[How to complete this task] Look through the records below for the line with "sorted by name.". Return that line and each one after it up to and including the line with "let digest = hash_file(path).map_err(|source|", exactly.

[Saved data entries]

┌────────

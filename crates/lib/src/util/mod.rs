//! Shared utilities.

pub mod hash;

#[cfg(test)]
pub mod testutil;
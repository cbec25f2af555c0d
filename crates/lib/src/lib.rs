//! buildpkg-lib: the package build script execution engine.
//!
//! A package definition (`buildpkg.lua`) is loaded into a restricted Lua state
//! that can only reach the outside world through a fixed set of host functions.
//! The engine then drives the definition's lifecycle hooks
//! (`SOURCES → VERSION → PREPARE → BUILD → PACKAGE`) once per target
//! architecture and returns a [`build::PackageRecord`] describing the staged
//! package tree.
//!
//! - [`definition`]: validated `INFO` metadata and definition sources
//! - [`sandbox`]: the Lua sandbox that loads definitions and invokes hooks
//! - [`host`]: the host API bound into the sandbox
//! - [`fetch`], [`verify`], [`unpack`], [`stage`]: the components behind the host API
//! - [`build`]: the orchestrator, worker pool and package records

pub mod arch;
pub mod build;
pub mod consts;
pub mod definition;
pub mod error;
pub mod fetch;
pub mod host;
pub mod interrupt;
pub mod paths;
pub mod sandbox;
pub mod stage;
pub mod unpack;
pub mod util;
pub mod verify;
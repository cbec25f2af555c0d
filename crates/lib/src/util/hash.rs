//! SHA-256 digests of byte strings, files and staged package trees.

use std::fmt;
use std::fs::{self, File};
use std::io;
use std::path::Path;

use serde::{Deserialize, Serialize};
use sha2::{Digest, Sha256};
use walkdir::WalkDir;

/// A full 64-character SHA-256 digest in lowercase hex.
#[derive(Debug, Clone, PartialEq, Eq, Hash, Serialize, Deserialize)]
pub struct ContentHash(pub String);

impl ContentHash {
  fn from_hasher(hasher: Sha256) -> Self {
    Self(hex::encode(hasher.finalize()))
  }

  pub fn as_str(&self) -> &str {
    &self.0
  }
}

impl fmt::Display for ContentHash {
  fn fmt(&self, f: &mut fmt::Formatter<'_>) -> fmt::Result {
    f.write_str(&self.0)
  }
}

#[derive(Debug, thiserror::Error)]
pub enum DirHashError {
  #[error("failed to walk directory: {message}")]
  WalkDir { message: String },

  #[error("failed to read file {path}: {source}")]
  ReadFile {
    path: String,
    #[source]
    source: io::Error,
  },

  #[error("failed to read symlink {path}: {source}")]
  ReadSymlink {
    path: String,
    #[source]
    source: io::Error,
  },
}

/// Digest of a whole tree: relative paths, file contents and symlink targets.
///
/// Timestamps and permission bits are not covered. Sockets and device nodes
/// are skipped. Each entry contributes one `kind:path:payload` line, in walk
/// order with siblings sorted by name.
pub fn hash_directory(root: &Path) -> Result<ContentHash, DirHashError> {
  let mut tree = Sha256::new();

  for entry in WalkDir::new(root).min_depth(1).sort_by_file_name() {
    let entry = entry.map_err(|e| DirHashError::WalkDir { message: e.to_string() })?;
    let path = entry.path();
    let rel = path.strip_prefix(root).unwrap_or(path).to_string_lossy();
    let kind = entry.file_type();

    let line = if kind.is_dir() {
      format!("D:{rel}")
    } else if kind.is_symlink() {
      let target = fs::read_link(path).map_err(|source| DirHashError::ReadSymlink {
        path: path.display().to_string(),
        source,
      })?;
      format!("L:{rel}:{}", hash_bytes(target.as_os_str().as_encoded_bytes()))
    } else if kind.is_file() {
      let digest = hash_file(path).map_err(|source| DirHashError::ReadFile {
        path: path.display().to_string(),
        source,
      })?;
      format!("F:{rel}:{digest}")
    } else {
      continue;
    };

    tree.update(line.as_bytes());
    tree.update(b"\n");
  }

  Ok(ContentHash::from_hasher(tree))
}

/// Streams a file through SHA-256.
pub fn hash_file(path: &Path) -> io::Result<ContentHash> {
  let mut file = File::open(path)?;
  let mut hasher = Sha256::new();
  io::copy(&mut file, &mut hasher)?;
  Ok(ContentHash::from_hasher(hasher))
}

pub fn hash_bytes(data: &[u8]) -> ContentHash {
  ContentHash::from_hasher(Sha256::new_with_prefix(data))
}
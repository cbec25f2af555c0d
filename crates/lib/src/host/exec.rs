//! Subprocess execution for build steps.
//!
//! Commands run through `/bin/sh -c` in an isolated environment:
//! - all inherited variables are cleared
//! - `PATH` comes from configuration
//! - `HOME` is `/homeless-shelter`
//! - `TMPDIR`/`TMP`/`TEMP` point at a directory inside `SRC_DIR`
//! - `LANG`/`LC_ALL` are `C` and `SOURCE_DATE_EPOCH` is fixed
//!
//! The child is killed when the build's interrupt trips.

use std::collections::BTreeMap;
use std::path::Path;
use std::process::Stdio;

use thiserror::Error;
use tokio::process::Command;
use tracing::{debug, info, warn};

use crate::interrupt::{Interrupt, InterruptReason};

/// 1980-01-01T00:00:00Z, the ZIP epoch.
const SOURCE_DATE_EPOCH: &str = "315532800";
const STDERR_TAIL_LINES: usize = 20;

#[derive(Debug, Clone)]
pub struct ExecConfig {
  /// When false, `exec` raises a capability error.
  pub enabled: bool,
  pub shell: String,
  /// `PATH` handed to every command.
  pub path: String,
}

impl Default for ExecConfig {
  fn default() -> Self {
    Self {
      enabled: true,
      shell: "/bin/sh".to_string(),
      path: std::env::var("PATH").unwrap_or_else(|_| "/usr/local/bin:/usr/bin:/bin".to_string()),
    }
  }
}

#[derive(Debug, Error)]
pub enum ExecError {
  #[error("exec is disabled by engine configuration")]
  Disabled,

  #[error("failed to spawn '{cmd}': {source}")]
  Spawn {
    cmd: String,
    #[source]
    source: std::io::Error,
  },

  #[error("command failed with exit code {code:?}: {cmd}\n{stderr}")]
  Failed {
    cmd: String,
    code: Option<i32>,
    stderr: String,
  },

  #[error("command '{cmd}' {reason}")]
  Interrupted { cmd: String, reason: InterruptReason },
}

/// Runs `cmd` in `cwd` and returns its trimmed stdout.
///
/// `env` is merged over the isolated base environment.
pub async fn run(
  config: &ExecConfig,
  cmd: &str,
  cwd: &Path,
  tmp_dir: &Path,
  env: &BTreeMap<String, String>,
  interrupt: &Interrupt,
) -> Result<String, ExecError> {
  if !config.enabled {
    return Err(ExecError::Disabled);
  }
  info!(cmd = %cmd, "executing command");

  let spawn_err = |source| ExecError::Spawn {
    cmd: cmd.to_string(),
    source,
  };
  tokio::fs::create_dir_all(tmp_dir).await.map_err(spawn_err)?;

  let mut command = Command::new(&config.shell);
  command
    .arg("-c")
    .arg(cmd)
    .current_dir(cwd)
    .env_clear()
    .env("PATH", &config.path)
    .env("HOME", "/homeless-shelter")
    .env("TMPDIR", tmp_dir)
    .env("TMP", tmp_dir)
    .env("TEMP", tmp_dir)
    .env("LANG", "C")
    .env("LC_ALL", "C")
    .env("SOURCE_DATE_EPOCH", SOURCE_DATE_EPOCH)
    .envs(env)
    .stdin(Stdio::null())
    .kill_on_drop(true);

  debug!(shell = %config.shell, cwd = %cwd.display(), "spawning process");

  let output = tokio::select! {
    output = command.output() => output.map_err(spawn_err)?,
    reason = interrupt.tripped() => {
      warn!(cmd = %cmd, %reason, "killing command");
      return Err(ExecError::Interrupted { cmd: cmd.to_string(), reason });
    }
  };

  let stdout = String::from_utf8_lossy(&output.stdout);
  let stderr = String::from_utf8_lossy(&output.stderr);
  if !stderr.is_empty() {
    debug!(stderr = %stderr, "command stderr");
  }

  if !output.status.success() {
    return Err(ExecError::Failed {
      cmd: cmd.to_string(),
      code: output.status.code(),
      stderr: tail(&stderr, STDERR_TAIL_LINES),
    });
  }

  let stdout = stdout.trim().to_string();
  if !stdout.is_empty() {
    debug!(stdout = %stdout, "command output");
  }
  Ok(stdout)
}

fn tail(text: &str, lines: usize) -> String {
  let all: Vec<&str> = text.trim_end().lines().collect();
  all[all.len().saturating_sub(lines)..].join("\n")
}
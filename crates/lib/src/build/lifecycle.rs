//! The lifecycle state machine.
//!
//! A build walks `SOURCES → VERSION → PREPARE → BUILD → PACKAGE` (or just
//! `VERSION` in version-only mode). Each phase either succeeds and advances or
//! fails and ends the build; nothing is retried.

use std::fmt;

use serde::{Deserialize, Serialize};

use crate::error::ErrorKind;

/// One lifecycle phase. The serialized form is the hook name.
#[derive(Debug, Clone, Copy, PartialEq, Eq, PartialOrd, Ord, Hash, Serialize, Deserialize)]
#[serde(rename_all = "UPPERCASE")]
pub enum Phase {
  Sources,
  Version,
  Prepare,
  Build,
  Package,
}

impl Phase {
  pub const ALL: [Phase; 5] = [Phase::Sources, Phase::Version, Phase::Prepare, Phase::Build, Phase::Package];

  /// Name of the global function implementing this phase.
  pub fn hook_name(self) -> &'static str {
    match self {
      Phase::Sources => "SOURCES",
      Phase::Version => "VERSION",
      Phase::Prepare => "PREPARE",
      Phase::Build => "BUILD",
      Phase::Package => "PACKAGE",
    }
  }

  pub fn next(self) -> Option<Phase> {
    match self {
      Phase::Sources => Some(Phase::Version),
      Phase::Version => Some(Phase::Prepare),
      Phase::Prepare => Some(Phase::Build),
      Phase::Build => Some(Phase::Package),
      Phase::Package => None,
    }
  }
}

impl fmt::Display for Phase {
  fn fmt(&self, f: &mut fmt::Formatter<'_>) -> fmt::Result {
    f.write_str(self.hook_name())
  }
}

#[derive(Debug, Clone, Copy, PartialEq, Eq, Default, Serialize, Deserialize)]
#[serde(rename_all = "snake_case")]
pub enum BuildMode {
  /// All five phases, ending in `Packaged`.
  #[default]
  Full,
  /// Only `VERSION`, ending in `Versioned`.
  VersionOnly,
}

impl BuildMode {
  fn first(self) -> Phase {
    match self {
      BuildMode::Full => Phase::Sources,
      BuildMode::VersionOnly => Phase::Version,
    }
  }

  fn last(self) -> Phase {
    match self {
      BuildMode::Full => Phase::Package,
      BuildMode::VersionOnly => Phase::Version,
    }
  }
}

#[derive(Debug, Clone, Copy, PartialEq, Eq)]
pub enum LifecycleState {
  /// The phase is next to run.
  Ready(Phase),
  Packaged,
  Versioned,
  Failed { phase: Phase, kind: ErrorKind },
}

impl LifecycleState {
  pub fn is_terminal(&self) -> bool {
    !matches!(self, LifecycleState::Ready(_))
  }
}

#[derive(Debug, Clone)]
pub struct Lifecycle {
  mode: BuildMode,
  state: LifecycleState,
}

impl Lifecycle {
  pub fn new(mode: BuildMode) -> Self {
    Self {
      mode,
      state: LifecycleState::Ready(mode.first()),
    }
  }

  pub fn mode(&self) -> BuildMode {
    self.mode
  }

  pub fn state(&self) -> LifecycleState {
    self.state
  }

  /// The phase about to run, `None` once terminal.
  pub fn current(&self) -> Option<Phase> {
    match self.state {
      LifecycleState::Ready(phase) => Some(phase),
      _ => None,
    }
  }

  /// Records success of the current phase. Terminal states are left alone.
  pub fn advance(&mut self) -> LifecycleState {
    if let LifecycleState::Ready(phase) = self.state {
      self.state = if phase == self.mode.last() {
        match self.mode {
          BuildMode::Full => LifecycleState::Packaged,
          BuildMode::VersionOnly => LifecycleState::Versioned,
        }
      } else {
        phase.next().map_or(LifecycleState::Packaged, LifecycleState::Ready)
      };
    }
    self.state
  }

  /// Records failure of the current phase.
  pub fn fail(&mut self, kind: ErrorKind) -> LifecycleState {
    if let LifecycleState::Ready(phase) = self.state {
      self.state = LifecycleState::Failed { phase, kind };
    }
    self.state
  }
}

└────────

[Solution to this task]
/// order with siblings sorted by name.
pub fn hash_directory(root: &Path) -> Result<ContentHash, DirHashError> {
  let mut tree = Sha256::new();

  for entry in WalkDir::new(root).min_depth(1).sort_by_file_name() {
    let entry = entry.map_err(|e| DirHashError::WalkDir { message: e.to_string() })?;
    let path = entry.path();
    let rel = path.strip_prefix(root).unwrap_or(path).to_string_lossy();
    let kind = entry.file_type();

    let line = if kind.is_dir() {
      format!("D:{rel}")
    } else if kind.is_symlink() {
      let target = fs::read_link(path).map_err(|source| DirHashError::ReadSymlink {
        path: path.display().to_string(),
        source,
      })?;
      format!("L:{rel}:{}", hash_bytes(target.as_os_str().as_encoded_bytes()))
    } else if kind.is_file() {
      let digest = hash_file(path).map_err(|source| DirHashError::ReadFile {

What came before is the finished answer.